Mexican beauty pageant winner

María Bibiana Uribe Amaro (San Miguel Tenango, Huauchinango, Puebla, 1905 - November 23, 1999) was an Indigenous Mexican woman who gained national fame after winning Mexico's India Bonita beauty pageant in 1921. Born near Necaxa, Puebla, Uribe was sixteen when she won the contest. The India Bonita beauty pageant was founded in January 1921, when Félix Palavicini, the founder of El Universal, decided to celebrate the Mexican Centennial by hosting a contest to "bring greater attention and sympathy toward Indians as part of Mexico." The judges of the contest were Jorge Enciso (a pro-Native Mexican artist), Manuel Gamio (the Mexican anthropologist), and Rafael Pérez Taylor (the future head of Mexico's Federal Department of Fine Arts).
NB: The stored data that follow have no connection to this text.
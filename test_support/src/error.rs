//! Error formatting helpers for assertions on error chains.

use std::error::Error;

/// Render an error followed by each of its sources, separated by `": "`.
///
/// Useful for asserting on [`parlance::config::ConfigError`] values, whose
/// `Display` only describes the outermost failure.
pub fn display_error_chain(err: &(dyn Error + 'static)) -> String {
    std::iter::successors(Some(err), |&current| current.source())
        .map(ToString::to_string)
        .collect::<Vec<_>>()
        .join(": ")
}

#[cfg(test)]
mod tests {
    use super::*;
    use std::io;

    #[test]
    fn joins_sources_outermost_first() {
        #[derive(Debug)]
        struct Outer(io::Error);
        impl std::fmt::Display for Outer {
            fn fmt(&self, f: &mut std::fmt::Formatter<'_>) -> std::fmt::Result {
                f.write_str("outer")
            }
        }
        impl Error for Outer {
            fn source(&self) -> Option<&(dyn Error + 'static)> {
                Some(&self.0)
            }
        }
        let err = Outer(io::Error::other("inner"));
        assert_eq!(display_error_chain(&err), "outer: inner");
    }
}
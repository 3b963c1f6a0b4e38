//! Error types for the runner module.
//!
//! This submodule isolates derive-macro-affected code to scope lint suppressions
//! narrowly.

// Scoped suppression for version-dependent lint false positives from
// miette/thiserror derive macros.
#![allow(
    clippy::allow_attributes,
    clippy::allow_attributes_without_reason,
    unused_assignments
)]

use crate::format::FormatError;
use camino::Utf8PathBuf;
use miette::Diagnostic;
use thiserror::Error;

/// Errors raised during command execution.
#[derive(Debug, Error, Diagnostic)]
pub enum RunnerError {
    /// The resolved template did not accept the supplied arguments.
    #[error("failed to format message '{id}'")]
    #[diagnostic(
        code(parlance::runner::format),
        help("check the placeholders in the template against the arguments given")
    )]
    Format {
        /// Message id that was translated.
        id: String,
        /// Formatting failure.
        #[source]
        source: FormatError,
    },

    /// A locale file path has no file name component.
    #[error("'{path}' does not name a file")]
    #[diagnostic(code(parlance::runner::not_a_file))]
    NotAFile {
        /// The offending path.
        path: Utf8PathBuf,
    },

    /// `check --strict` found lines that would be dropped.
    #[error("{count} locale line(s) would be dropped")]
    #[diagnostic(code(parlance::runner::check_failed))]
    CheckFailed {
        /// Number of lossy diagnostics across all checked files.
        count: usize,
    },
}
//! Application entry point.
//!
//! Parses command-line arguments and delegates execution to [`runner::run`].

use clap::Parser;
use parlance::{cli::Cli, runner};
use std::io;
use std::process::ExitCode;
use tracing::Level;
use tracing_subscriber::fmt;

fn main() -> ExitCode {
    let cli = Cli::parse();
    let max_level = if cli.verbose {
        Level::DEBUG
    } else {
        Level::ERROR
    };
    fmt()
        .with_max_level(max_level)
        .with_writer(io::stderr)
        .init();
    match runner::run(&cli) {
        Ok(()) => ExitCode::SUCCESS,
        Err(err) => {
            let chain = format!("{err:#}");
            tracing::error!(error = %chain, "command failed");
            ExitCode::FAILURE
        }
    }
}
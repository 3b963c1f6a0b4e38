//! CLI parsing helpers for clap value parsers.

use crate::format::FormatArg;

/// Convert a command-line value into a typed [`FormatArg`].
///
/// `true` and `false` become booleans, values that parse as integers become
/// [`FormatArg::Int`] (or [`FormatArg::UInt`] above `i64::MAX`), values with
/// digits that parse as floats become [`FormatArg::Float`], and anything
/// else is passed through as text.
///
/// # Errors
///
/// Never fails; the `Result` satisfies clap's value parser signature.
///
/// # Examples
///
/// ```rust
/// use parlance::cli::parse_format_arg;
/// use parlance::format::FormatArg;
///
/// assert_eq!(parse_format_arg("42"), Ok(FormatArg::Int(42)));
/// assert_eq!(parse_format_arg("0.5"), Ok(FormatArg::Float(0.5)));
/// assert_eq!(parse_format_arg("inf"), Ok(FormatArg::from("inf")));
/// ```
pub fn parse_format_arg(s: &str) -> Result<FormatArg, String> {
    if let Ok(flag) = s.parse::<bool>() {
        return Ok(FormatArg::Bool(flag));
    }
    if let Ok(value) = s.parse::<i64>() {
        return Ok(FormatArg::Int(value));
    }
    if let Ok(value) = s.parse::<u64>() {
        return Ok(FormatArg::UInt(value));
    }
    if s.chars().any(|c| c.is_ascii_digit())
        && let Ok(value) = s.parse::<f64>()
    {
        return Ok(FormatArg::Float(value));
    }
    Ok(FormatArg::from(s))
}

/// Validate a locale name supplied via CLI flags.
///
/// Locale names become file names, so they must be non-empty and free of
/// path separators.
pub(super) fn parse_locale(s: &str) -> Result<String, String> {
    let trimmed = s.trim();
    if trimmed.is_empty() {
        return Err("locale must not be empty".to_owned());
    }
    if trimmed.contains(['/', '\\']) || trimmed == ".." {
        return Err(format!("locale '{trimmed}' must not contain path separators"));
    }
    Ok(trimmed.to_owned())
}
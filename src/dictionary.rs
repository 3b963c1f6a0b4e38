//! Two-level message dictionary keyed by namespace and message id.
//!
//! A [`Dictionary`] maps `namespace -> (message id -> template)`. Messages
//! declared without an explicit namespace live under [`DEFAULT_NAMESPACE`].
//! Values are stored exactly as parsed; callers only ever receive borrowed
//! views or owned copies of a template.

use itertools::Itertools;
use std::collections::HashMap;

/// Namespace used for messages declared without an `ns:` directive.
pub const DEFAULT_NAMESPACE: &str = "default";

/// A borrowed view of one dictionary entry.
#[derive(Debug, Clone, Copy, PartialEq, Eq, PartialOrd, Ord, Hash)]
pub struct Entry<'a> {
    /// Namespace the message belongs to.
    pub namespace: &'a str,
    /// Message identifier within the namespace.
    pub id: &'a str,
    /// Template text for the message.
    pub template: &'a str,
}

/// Messages for a single locale, grouped by namespace.
///
/// # Examples
///
/// ```rust
/// use parlance::dictionary::{DEFAULT_NAMESPACE, Dictionary};
///
/// let mut dictionary = Dictionary::new();
/// dictionary.insert(DEFAULT_NAMESPACE, "hello", "hola");
/// dictionary.insert("menu", "open", "abrir");
///
/// assert_eq!(dictionary.get(DEFAULT_NAMESPACE, "hello"), Some("hola"));
/// assert_eq!(dictionary.get("menu", "hello"), None);
/// assert_eq!(dictionary.len(), 2);
/// ```
#[derive(Debug, Clone, Default, PartialEq, Eq)]
pub struct Dictionary {
    namespaces: HashMap<String, HashMap<String, String>>,
}

impl Dictionary {
    /// Create an empty dictionary.
    #[must_use]
    pub fn new() -> Self {
        Self::default()
    }

    /// Insert `template` for `id` in `namespace`.
    ///
    /// Returns the template previously stored under the same key, if any.
    /// Later insertions replace earlier ones.
    pub fn insert(
        &mut self,
        namespace: impl Into<String>,
        id: impl Into<String>,
        template: impl Into<String>,
    ) -> Option<String> {
        self.namespaces
            .entry(namespace.into())
            .or_default()
            .insert(id.into(), template.into())
    }

    /// Look up the template for `id` in `namespace`.
    #[must_use]
    pub fn get(&self, namespace: &str, id: &str) -> Option<&str> {
        self.namespaces
            .get(namespace)
            .and_then(|messages| messages.get(id))
            .map(String::as_str)
    }

    /// Whether `namespace` holds a template for `id`.
    #[must_use]
    pub fn contains(&self, namespace: &str, id: &str) -> bool {
        self.get(namespace, id).is_some()
    }

    /// Total number of messages across all namespaces.
    #[must_use]
    pub fn len(&self) -> usize {
        self.namespaces.values().map(HashMap::len).sum()
    }

    /// Whether the dictionary holds no messages.
    #[must_use]
    pub fn is_empty(&self) -> bool {
        self.namespaces.values().all(HashMap::is_empty)
    }

    /// Remove every message.
    pub fn clear(&mut self) {
        self.namespaces.clear();
    }

    /// Namespaces that hold at least one message, sorted.
    pub fn namespaces(&self) -> impl Iterator<Item = &str> {
        self.namespaces
            .iter()
            .filter(|(_, messages)| !messages.is_empty())
            .map(|(name, _)| name.as_str())
            .sorted_unstable()
    }

    /// All entries sorted by namespace, then message id.
    pub fn entries(&self) -> impl Iterator<Item = Entry<'_>> {
        self.namespaces
            .iter()
            .flat_map(|(namespace, messages)| {
                messages.iter().map(move |(id, template)| Entry {
                    namespace: namespace.as_str(),
                    id: id.as_str(),
                    template: template.as_str(),
                })
            })
            .sorted_unstable()
    }
}
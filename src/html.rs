/// Strip all HTML tags, returning only text content.
///
/// A `<` only opens a tag when followed by a letter, `/`, `!` or `?`;
/// anything else (`a < b`, `<3`) is kept as text. Entities are kept as-is.
pub fn strip_tags(html: &str) -> String {
    let mut result = String::with_capacity(html.len());
    let mut in_tag = false;
    let mut chars = html.chars().peekable();
    while let Some(ch) = chars.next() {
        match ch {
            '<' if !in_tag && chars.peek().is_some_and(|&c| opens_tag(c)) => in_tag = true,
            '>' if in_tag => in_tag = false,
            _ if !in_tag => result.push(ch),
            _ => {}
        }
    }
    result
}

fn opens_tag(c: char) -> bool {
    c.is_ascii_alphabetic() || matches!(c, '/' | '!' | '?')
}

/// Render a void element such as `<link rel="next" href="...">`.
/// Attribute values are embedded verbatim.
pub(crate) fn void_element(tag: &str, attrs: &[(&str, &str)]) -> String {
    let mut out = format!("<{}", tag);
    for (name, value) in attrs {
        out.push_str(&format!(" {}=\"{}\"", name, value));
    }
    out.push('>');
    out
}

/// Render a paired element with text content, e.g. `<title>...</title>`.
pub(crate) fn element(tag: &str, content: &str) -> String {
    format!("<{tag}>{content}</{tag}>")
}
use clap::ValueEnum;
use tracing_subscriber::EnvFilter;

#[derive(Clone, Copy, ValueEnum, Debug, PartialEq)]
pub enum LogMode {
    Quiet,
    Plain,
    Verbose,
}

impl LogMode {
    fn default_filter(&self) -> &'static str {
        match self {
            LogMode::Quiet => "metatags=error",
            LogMode::Plain => "metatags=info",
            LogMode::Verbose => "metatags=debug",
        }
    }
}

/// Install the global subscriber. `RUST_LOG` wins over `mode` when set.
/// Logs go to stderr so stdout stays clean for the rendered tags.
pub fn init(mode: LogMode) {
    let filter = EnvFilter::try_from_default_env()
        .unwrap_or_else(|_| EnvFilter::new(mode.default_filter()));

    tracing_subscriber::fmt()
        .with_env_filter(filter)
        .with_writer(std::io::stderr)
        .with_target(false)
        .init();
}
The judges were advised to select the contest winner based on how closely she resembled the "Native ideal," including "dark skin, rounded facial features, [and] heavy eye-lids."

Though this recognition of Indigenous feminine beauty was recognized by some as part of a move toward a more racially-inclusive post-Porfiriato Mexico, contemporary scholars have noted institutionalizing such beauty standards on Mexican Native women "ultimately narrowed popular understandings of what it meant to be indigenous through focus on select visual markers of indigeneity." Uribe was selected as the winner of the contest, which immediately catapulted her into the national spotlight, and plays, songs, and poems were written in her honor. Uribe even attended a theater performance with President Álvaro Obregón and his wife as their guest of honor. Uribe faded into obscurity soon after winning the pageant, however, after she was found to be pregnant without being married. In 1987, she made a guest appearance on Televisa's Nuestro Mundo with Guillermo Ochoa.